Thanks to a $1.8 million grant from the National Science Foundation, an interdisciplinary team of Yale researchers will soon make headway on the next frontier of synthetic biology — re-engineering cells to produce novel synthetic polymers.

The NSF grant establishes the Center for Genomically Encoded Materials, or C-GEM, headed by chemistry and molecular, cellular and developmental biology professor Alanna Schepartz. C-GEM was one of only five Phase I NSF Center for Chemical Innovation grants awarded this year, and it is the first CCI grant awarded to Yale. Other principal investigators include molecular biophysics and biochemistry and chemistry professor Dieter Söll, MCDB professor Farren Isaacs, biostatistics and ecology and evolutionary biology professor Jeffrey Townsend, as well as chemistry, biophysics and structural biology professor Jamie Cate from the University of California, Berkeley.

C-GEM will explore how to create new chemical polymers of a prescribed sequence and length by modifying ribosomes — the cell’s main protein synthesis machinery — inside E. coli cells. Ribosomes typically promote bond formation between natural amino acids known as alpha amino acids. However, C-GEM plans to re-engineer these ribosomes to also incorporate beta amino acids and other molecules — which are not naturally encoded — into sequence-defined oligomers. These polymers could possess fundamentally different properties than materials that exist today, Schepartz said.

“This project’s goal is to repurpose ribosomes, to use this splendid, beautifully evolved and efficient machinery to make new biomaterials,” Söll said. “I think the center will provide something to Yale that we do not have at the moment — a place and a program that brings people with different expertise together and allows them to work on such an outside-of-the-box problem.”

Using the ribosome to make unnatural proteins is not a new concept, Schepartz noted, adding that several groups have done pioneering work in this field over the last two decades. Only recently, however, have researchers discovered that it is possible to customize the sequence of monomers by modifying the active site that ribosomes use to link different amino acids together.

Armed with this new knowledge and recent advances in genome technologies, C-GEM can now investigate how specifying the exact sequence of monomers in a protein could lead to the construction of more thermally stable and degradation-resistant materials, among other possibilities, Schepartz said.

“We can guess at some of the features that will be present in these materials, but at some level we don’t know, because we’re simply exploring a completely new quadrant of chemical sequence space,” Schepartz said. “That’s one of the most exciting things — if we are the group that makes these materials first, we are the ones who get to discover what properties ensue when you can define the sequence of a chemical polymer.”

Isaacs described the applications of these new polymers as “endless,” pointing to potential uses in creating water- and flame-resistant fabrics, improved military equipment, new classes of therapeutics and novel techniques in tissue engineering. Having precise control over the selection and placement of specific monomers is immensely powerful, Isaacs said, paving the way to “produce anything we can design.”

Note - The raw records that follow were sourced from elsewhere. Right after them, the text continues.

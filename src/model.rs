use chrono::{DateTime, Utc};
use serde::{Deserialize, Serialize};

/// One medicine entry as the server returns it. The client never mutates
/// these; every screen visit refetches the list.
#[derive(Debug, Clone, PartialEq, Serialize, Deserialize)]
pub struct InventoryItem {
    #[serde(rename = "_id")]
    pub id: String,
    pub medicine_name: String,
    pub stock: i64,
    pub compartment: i64,
    pub expiration_date: DateTime<Utc>,
}

/// Envelope of `GET /inventory`.
#[derive(Debug, Deserialize)]
pub struct InventoryResponse {
    pub inventory: Vec<InventoryItem>,
}

#[derive(Debug, Clone, Copy, PartialEq, Eq)]
pub enum Frequency {
    OnceADay,
    TwiceADay,
    ThreeTimesADay,
}

impl Frequency {
    pub const ALL: [Frequency; 3] = [
        Frequency::OnceADay,
        Frequency::TwiceADay,
        Frequency::ThreeTimesADay,
    ];

    /// Number of reminder times (and dosage entries) this frequency implies.
    pub fn dose_count(self) -> usize {
        match self {
            Frequency::OnceADay => 1,
            Frequency::TwiceADay => 2,
            Frequency::ThreeTimesADay => 3,
        }
    }

    pub fn label(self) -> &'static str {
        match self {
            Frequency::OnceADay => "Once a day",
            Frequency::TwiceADay => "Twice a day",
            Frequency::ThreeTimesADay => "3 times a day",
        }
    }
}

/// A reminder time paired with how many pills to take at it.
#[derive(Debug, Clone, PartialEq, Serialize, Deserialize)]
pub struct DosageEntry {
    pub time: DateTime<Utc>,
    pub dosage: u32,
}

/// The finalized wizard output, sent to `POST /reminder`.
#[derive(Debug, Clone, PartialEq, Serialize)]
pub struct ReminderPayload {
    pub medication_name: String,
    pub frequency: String,
    pub dosages: Vec<DosageEntry>,
    pub compartment: u8,
}

// --- SORTING ---

#[derive(Debug, Clone, Copy, PartialEq, Eq, Default)]
pub enum SortCriteria {
    #[default]
    Default,
    Ascend,
    Descend,
    ExpDate,
    Stock,
    CompartmentAscend,
    CompartmentDescend,
}

impl SortCriteria {
    pub const ALL: [SortCriteria; 7] = [
        SortCriteria::Default,
        SortCriteria::Ascend,
        SortCriteria::Descend,
        SortCriteria::ExpDate,
        SortCriteria::Stock,
        SortCriteria::CompartmentAscend,
        SortCriteria::CompartmentDescend,
    ];

    pub fn label(self) -> &'static str {
        match self {
            SortCriteria::Default => "default",
            SortCriteria::Ascend => "name (a-z)",
            SortCriteria::Descend => "name (z-a)",
            SortCriteria::ExpDate => "expiration date",
            SortCriteria::Stock => "low stock first",
            SortCriteria::CompartmentAscend => "compartment (1-5)",
            SortCriteria::CompartmentDescend => "compartment (5-1)",
        }
    }

    /// Config token, matching the server-side naming.
    pub fn parse(s: &str) -> Option<SortCriteria> {
        match s {
            "default" => Some(SortCriteria::Default),
            "ascend" => Some(SortCriteria::Ascend),
            "descend" => Some(SortCriteria::Descend),
            "expDate" => Some(SortCriteria::ExpDate),
            "stock" => Some(SortCriteria::Stock),
            "compartment_ascend" => Some(SortCriteria::CompartmentAscend),
            "compartment_descend" => Some(SortCriteria::CompartmentDescend),
            _ => None,
        }
    }

    /// Cycle through criteria in the UI.
    pub fn next(self) -> SortCriteria {
        let idx = Self::ALL.iter().position(|c| *c == self).unwrap_or(0);
        Self::ALL[(idx + 1) % Self::ALL.len()]
    }

    /// Apply this criterion in place. All sorts are stable; `Default` keeps
    /// the server-provided order untouched.
    pub fn apply(self, items: &mut [InventoryItem]) {
        match self {
            SortCriteria::Default => {}
            SortCriteria::Ascend => items.sort_by(|a, b| name_key(a).cmp(&name_key(b))),
            SortCriteria::Descend => items.sort_by(|a, b| name_key(b).cmp(&name_key(a))),
            SortCriteria::ExpDate => {
                items.sort_by(|a, b| a.expiration_date.cmp(&b.expiration_date))
            }
            SortCriteria::Stock => items.sort_by(|a, b| a.stock.cmp(&b.stock)),
            SortCriteria::CompartmentAscend => {
                items.sort_by(|a, b| a.compartment.cmp(&b.compartment))
            }
            SortCriteria::CompartmentDescend => {
                items.sort_by(|a, b| b.compartment.cmp(&a.compartment))
            }
        }
    }
}

fn name_key(item: &InventoryItem) -> String {
    item.medicine_name.to_lowercase()
}

/// A nearby hospital from the geocoding search.
#[derive(Debug, Clone, PartialEq)]
pub struct Hospital {
    pub name: String,
    pub latitude: f64,
    pub longitude: f64,
}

Although the grant officially started on Sept. 1, the collaboration began long before that date. In the past, the C-GEM team members all approached the challenge of engineering ribosomes to create new polymers from different angles, Schepartz said. But over the last few years, members of the team have started bringing together their varied expertise to tackle the problem, with the NSF grant now formalizing these efforts with funding.

“The current state of the field is a little bit dispersed in that we have individual researchers making progress on each of these pieces,” Townsend said. “[The center] enables those people to work together to generate new materials and actually change the way we live.”

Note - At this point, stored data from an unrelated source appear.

use crate::model::Frequency;
use crate::tui::state::{AppState, Screen, WizardPage};
use ratatui::{
    Frame,
    layout::{Alignment, Constraint, Direction, Layout, Rect},
    style::{Color, Modifier, Style},
    text::{Line, Span},
    widgets::{Block, Borders, Clear, List, ListItem, Paragraph, Wrap},
};

pub fn draw(f: &mut Frame, state: &mut AppState) {
    let v_chunks = Layout::default()
        .direction(Direction::Vertical)
        .constraints([
            Constraint::Length(3),
            Constraint::Min(0),
            Constraint::Length(3),
        ])
        .split(f.area());

    draw_tabs(f, state, v_chunks[0]);

    match state.screen {
        Screen::Dashboard => draw_dashboard(f, state, v_chunks[1]),
        Screen::Inventory => draw_inventory(f, state, v_chunks[1]),
        Screen::Connect => draw_connect(f, state, v_chunks[1]),
        Screen::AddReminder => draw_wizard(f, state, v_chunks[1]),
    }

    draw_footer(f, state, v_chunks[2]);

    if let Some(msg) = state.modal_message.clone() {
        let area = centered_rect(60, 30, f.area());
        let popup = Paragraph::new(format!("{}\n\n(press any key)", msg))
            .wrap(Wrap { trim: true })
            .alignment(Alignment::Center)
            .block(
                Block::default()
                    .title(" Notice ")
                    .borders(Borders::ALL)
                    .border_style(Style::default().fg(Color::Yellow)),
            );
        f.render_widget(Clear, area);
        f.render_widget(popup, area);
    }
}

fn draw_tabs(f: &mut Frame, state: &AppState, area: Rect) {
    let tab = |label: &str, screen: Screen| {
        if state.screen == screen {
            Span::styled(
                format!(" {} ", label),
                Style::default()
                    .fg(Color::Yellow)
                    .add_modifier(Modifier::BOLD),
            )
        } else {
            Span::styled(format!(" {} ", label), Style::default().fg(Color::DarkGray))
        }
    };

    let line = Line::from(vec![
        tab("1:Dashboard", Screen::Dashboard),
        tab("2:Inventory", Screen::Inventory),
        tab("3:Connect", Screen::Connect),
        tab("a:Add Reminder", Screen::AddReminder),
    ]);
    let tabs = Paragraph::new(line).block(
        Block::default()
            .borders(Borders::ALL)
            .title(" remedix ")
            .border_style(Style::default().fg(Color::Cyan)),
    );
    f.render_widget(tabs, area);
}

fn draw_dashboard(f: &mut Frame, state: &AppState, area: Rect) {
    let mut lines = vec![
        Line::from(format!("Welcome back, {}!", state.session.user_name)),
        Line::from(""),
    ];
    if state.session.push_token.is_some() {
        lines.push(Line::from(Span::styled(
            "Push notifications: enabled",
            Style::default().fg(Color::Green),
        )));
    } else {
        lines.push(Line::from(Span::styled(
            "Push notifications: not configured",
            Style::default().fg(Color::DarkGray),
        )));
    }
    lines.push(Line::from(""));
    lines.push(Line::from("2: view inventory    a: add a reminder"));
    lines.push(Line::from("3: device & reports"));

    let dashboard = Paragraph::new(lines)
        .block(Block::default().borders(Borders::ALL).title(" Dashboard "));
    f.render_widget(dashboard, area);
}

fn draw_inventory(f: &mut Frame, state: &mut AppState, area: Rect) {
    let items: Vec<ListItem> = state
        .inventory
        .items()
        .iter()
        .map(|i| {
            // Low stock stands out; the threshold matches the dispenser's
            // refill warning.
            let style = if i.stock <= 3 {
                Style::default().fg(Color::Red)
            } else {
                Style::default().fg(Color::White)
            };
            let text = format!(
                "{:<24} stock: {:<4} slot: {}  exp: {}",
                i.medicine_name,
                i.stock,
                i.compartment,
                i.expiration_date.format("%Y-%m-%d")
            );
            ListItem::new(Line::from(vec![Span::styled(text, style)]))
        })
        .collect();

    let title = if state.inventory.is_loading() {
        " Inventory (Loading...) ".to_string()
    } else {
        format!(
            " Inventory ({}) [sort: {}] ",
            state.inventory.items().len(),
            state.inventory.criteria().label()
        )
    };

    let list = List::new(items)
        .block(
            Block::default()
                .borders(Borders::ALL)
                .title(title)
                .border_style(Style::default().fg(Color::Yellow)),
        )
        .highlight_style(
            Style::default()
                .add_modifier(Modifier::BOLD)
                .bg(Color::Blue),
        );
    f.render_stateful_widget(list, area, &mut state.list_state);

    if let Some(err) = state.inventory.error() {
        let area = centered_rect(70, 20, area);
        let popup = Paragraph::new(err.to_string())
            .style(Style::default().fg(Color::Red))
            .wrap(Wrap { trim: true })
            .alignment(Alignment::Center)
            .block(Block::default().borders(Borders::ALL).title(" Error "));
        f.render_widget(Clear, area);
        f.render_widget(popup, area);
    } else if state.inventory.items().is_empty() && !state.inventory.is_loading() {
        let empty = Paragraph::new("No medicine found. Press 'a' to add a reminder.")
            .style(Style::default().fg(Color::DarkGray))
            .alignment(Alignment::Center);
        f.render_widget(empty, centered_rect(70, 20, area));
    }
}

fn draw_connect(f: &mut Frame, state: &AppState, area: Rect) {
    let chunks = Layout::default()
        .direction(Direction::Vertical)
        .constraints([Constraint::Length(6), Constraint::Min(0)])
        .split(area);

    let report_line = if state.report_loading {
        "g: generating report..."
    } else {
        "g: generate health & medication report"
    };
    let scan_line = if state.scan_loading {
        "h: scanning for hospitals..."
    } else {
        "h: find nearby hospitals"
    };
    let actions = Paragraph::new(vec![
        Line::from(report_line),
        Line::from(scan_line),
    ])
    .block(Block::default().borders(Borders::ALL).title(" Connect "));
    f.render_widget(actions, chunks[0]);

    let hospital_items: Vec<ListItem> = state
        .hospitals
        .iter()
        .map(|h| {
            ListItem::new(Line::from(format!(
                "{} ({:.4}, {:.4})",
                h.name, h.latitude, h.longitude
            )))
        })
        .collect();
    let hospitals = List::new(hospital_items).block(
        Block::default()
            .borders(Borders::ALL)
            .title(format!(" Nearby Hospitals ({}) ", state.hospitals.len())),
    );
    f.render_widget(hospitals, chunks[1]);
}

fn draw_wizard(f: &mut Frame, state: &mut AppState, area: Rect) {
    let chunks = Layout::default()
        .direction(Direction::Vertical)
        .constraints([
            Constraint::Length(4),
            Constraint::Min(0),
            Constraint::Length(3),
        ])
        .split(area);

    // What the draft has accepted so far.
    let mut summary = vec![Line::from(format!(
        "Name: {}",
        state.draft.medication_name()
    ))];
    if let Some(freq) = state.draft.frequency() {
        summary.push(Line::from(format!("Frequency: {}", freq.label())));
    }
    let progress = Paragraph::new(summary).block(
        Block::default()
            .borders(Borders::ALL)
            .title(" New Reminder "),
    );
    f.render_widget(progress, chunks[0]);

    match state.wizard_page {
        WizardPage::Name => {
            let input = Paragraph::new(format!("> {}", state.input_buffer))
                .style(Style::default().fg(Color::Yellow))
                .block(
                    Block::default()
                        .borders(Borders::ALL)
                        .title(" Medication name "),
                );
            f.render_widget(input, chunks[1]);
            let cursor_x = chunks[1].x + 3 + state.cursor_position as u16;
            f.set_cursor_position((cursor_x, chunks[1].y + 1));
        }
        WizardPage::Frequency => {
            let items: Vec<ListItem> = Frequency::ALL
                .iter()
                .map(|freq| ListItem::new(freq.label()))
                .collect();
            let list = List::new(items)
                .block(
                    Block::default()
                        .borders(Borders::ALL)
                        .title(" How often? "),
                )
                .highlight_style(
                    Style::default()
                        .add_modifier(Modifier::BOLD)
                        .bg(Color::Blue),
                );
            f.render_stateful_widget(list, chunks[1], &mut state.freq_state);
        }
        WizardPage::Times => {
            let items: Vec<ListItem> = state
                .time_inputs
                .iter()
                .enumerate()
                .map(|(i, t)| {
                    let marker = if i == state.time_index { "> " } else { "  " };
                    ListItem::new(format!("{}Time {} (HH:MM): {}", marker, i + 1, t))
                })
                .collect();
            let list = List::new(items).block(
                Block::default()
                    .borders(Borders::ALL)
                    .title(" Reminder times "),
            );
            f.render_widget(list, chunks[1]);
        }
        WizardPage::Dosages => {
            let items: Vec<ListItem> = state
                .dosage_inputs
                .iter()
                .enumerate()
                .map(|(i, d)| {
                    let marker = if i == state.dosage_index { "> " } else { "  " };
                    ListItem::new(format!("{}Pill(s) at time {}: {}", marker, i + 1, d))
                })
                .collect();
            let list = List::new(items).block(
                Block::default()
                    .borders(Borders::ALL)
                    .title(" How many pill(s)? "),
            );
            f.render_widget(list, chunks[1]);
        }
        WizardPage::Compartment => {
            let input = Paragraph::new(format!("> {}", state.draft.compartment()))
                .style(Style::default().fg(Color::Yellow))
                .block(
                    Block::default()
                        .borders(Borders::ALL)
                        .title(" Compartment (1-5) "),
                );
            f.render_widget(input, chunks[1]);
        }
        WizardPage::Confirm => {
            let mut lines = vec![Line::from("Review and press Enter to save:"), Line::from("")];
            for entry in state.draft.dosages() {
                lines.push(Line::from(format!(
                    "  {} - {} pill(s)",
                    entry.time.format("%H:%M"),
                    entry.dosage
                )));
            }
            lines.push(Line::from(format!(
                "  Compartment {}",
                state.draft.compartment()
            )));
            if state.submitting {
                lines.push(Line::from(""));
                lines.push(Line::from(Span::styled(
                    "Saving...",
                    Style::default().fg(Color::Yellow),
                )));
            }
            let confirm = Paragraph::new(lines)
                .block(Block::default().borders(Borders::ALL).title(" Confirm "));
            f.render_widget(confirm, chunks[1]);
        }
    }

    let error_text = state.form_error.clone().unwrap_or_default();
    let error = Paragraph::new(error_text)
        .style(Style::default().fg(Color::Red))
        .block(Block::default().borders(Borders::ALL));
    f.render_widget(error, chunks[2]);
}

fn draw_footer(f: &mut Frame, state: &AppState, area: Rect) {
    let f_chunks = Layout::default()
        .direction(Direction::Horizontal)
        .constraints([Constraint::Percentage(50), Constraint::Percentage(50)])
        .split(area);

    let status = Paragraph::new(state.message.clone())
        .style(Style::default().fg(Color::Cyan))
        .block(
            Block::default()
                .borders(Borders::LEFT | Borders::TOP | Borders::BOTTOM)
                .title(" Status "),
        );

    let help_str = match state.screen {
        Screen::Dashboard => "1/2/3:Screens | a:Add | q:Quit",
        Screen::Inventory => "j/k:Move | s:Sort | r:Refresh | q:Quit",
        Screen::Connect => "g:Report | h:Hospitals | q:Quit",
        Screen::AddReminder => "Enter:Next | Esc:Cancel",
    };
    let help = Paragraph::new(help_str)
        .style(Style::default().fg(Color::DarkGray))
        .alignment(Alignment::Right)
        .block(
            Block::default()
                .borders(Borders::RIGHT | Borders::TOP | Borders::BOTTOM)
                .title(" Actions "),
        );
    f.render_widget(status, f_chunks[0]);
    f.render_widget(help, f_chunks[1]);
}

/// Helper function to create a centered rect using up certain percentages of the available rect.
fn centered_rect(percent_x: u16, percent_y: u16, r: Rect) -> Rect {
    let popup_layout = Layout::default()
        .direction(Direction::Vertical)
        .constraints([
            Constraint::Percentage((100 - percent_y) / 2),
            Constraint::Percentage(percent_y),
            Constraint::Percentage((100 - percent_y) / 2),
        ])
        .split(r);

    Layout::default()
        .direction(Direction::Horizontal)
        .constraints([
            Constraint::Percentage((100 - percent_x) / 2),
            Constraint::Percentage(percent_x),
            Constraint::Percentage((100 - percent_x) / 2),
        ])
        .split(popup_layout[1])[1]
}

One priority for this new collaboration will be to train future research scientists in an interdisciplinary manner, Schepartz said. Postdocs, graduate students and undergraduates will all be involved in the brainstorming process for new projects, and graduate students will be co-advised by faculty from both Yale and Cal, in addition to spending time working at both institutions.

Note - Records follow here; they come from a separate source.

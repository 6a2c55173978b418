use crate::model::{Hospital, InventoryItem, InventoryResponse, ReminderPayload};

use http::{Method, Request, StatusCode, Uri, header};
use http_body_util::BodyExt;
use hyper_rustls::HttpsConnectorBuilder;
use hyper_util::client::legacy::Client;
use hyper_util::rt::TokioExecutor;
use serde::Deserialize;
use std::fmt;
use tower::ServiceExt;
use tower_http::auth::AddAuthorization;
use tracing::warn;

type Connector = hyper_rustls::HttpsConnector<hyper_util::client::legacy::connect::HttpConnector>;
type HttpsClient = AddAuthorization<Client<Connector, String>>;

const USER_AGENT: &str = concat!("remedix/", env!("CARGO_PKG_VERSION"));

// Roughly a 5 km radius around the device coordinates.
const BOUNDING_BOX_DEGREES: f64 = 0.02;
const MAX_HOSPITAL_RESULTS: usize = 6;

/// Classified inventory/reminder fetch failure. `Display` is the exact
/// user-facing message; the fallback copy (typos included) matches what the
/// backend's other clients show.
#[derive(Debug, Clone, PartialEq, Eq)]
pub enum FetchError {
    /// No response at all (DNS, refused connection, dropped socket).
    NetworkUnreachable,
    Client { status: u16, message: Option<String> },
    Server { status: u16, message: Option<String> },
    Unexpected,
}

impl fmt::Display for FetchError {
    fn fmt(&self, f: &mut fmt::Formatter<'_>) -> fmt::Result {
        match self {
            FetchError::NetworkUnreachable => f.write_str(
                "Unable to connect. Please check your internet connection and try again.",
            ),
            FetchError::Client { status, message } => write!(
                f,
                "Error {}: {}",
                status,
                message
                    .as_deref()
                    .unwrap_or("An unexpected error occur. Please try again later")
            ),
            FetchError::Server { status, message } => write!(
                f,
                "Error {}: {}",
                status,
                message
                    .as_deref()
                    .unwrap_or("An unexpected error occured on the server")
            ),
            FetchError::Unexpected => {
                f.write_str("An unexpected error occurred. Please try again later.")
            }
        }
    }
}

impl std::error::Error for FetchError {}

#[derive(Deserialize)]
struct ErrorBody {
    message: Option<String>,
}

fn classify(status: StatusCode, body: &[u8]) -> FetchError {
    let message = serde_json::from_slice::<ErrorBody>(body)
        .ok()
        .and_then(|b| b.message)
        .filter(|m| !m.is_empty());
    if status.is_client_error() {
        FetchError::Client {
            status: status.as_u16(),
            message,
        }
    } else if status.is_server_error() {
        FetchError::Server {
            status: status.as_u16(),
            message,
        }
    } else {
        FetchError::Unexpected
    }
}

In addition, the NSF grant supports the creation of a new online platform and data management system. This platform, which is known as GEM-Net and will be launched in November, will allow for more efficient exchange of information between C-GEM researchers, as well as make the center’s ongoing projects accessible to the general public, Townsend said. He added that as the center grows, the team will continue its outreach efforts by engaging the public with a series of podcasts and other interactive products.

“Piecing together combinations of exotic monomers will allow us to produce materials and therapeutics we can’t even think about today,” Isaacs said. “I’m convinced they’re going to be incredibly important in advancing our knowledge of these systems and having a big impact on society.”

Contact Ellen Kan at ellen.kan@yale.edu .

Correction, Sept. 22: This story incorrectly ran under the headline “New center to advance biology research” when in fact the Center for Genomically Encoded Materials is formally funded under the chemistry division of the National Science Foundation and should be primarily regarded as a chemistry project.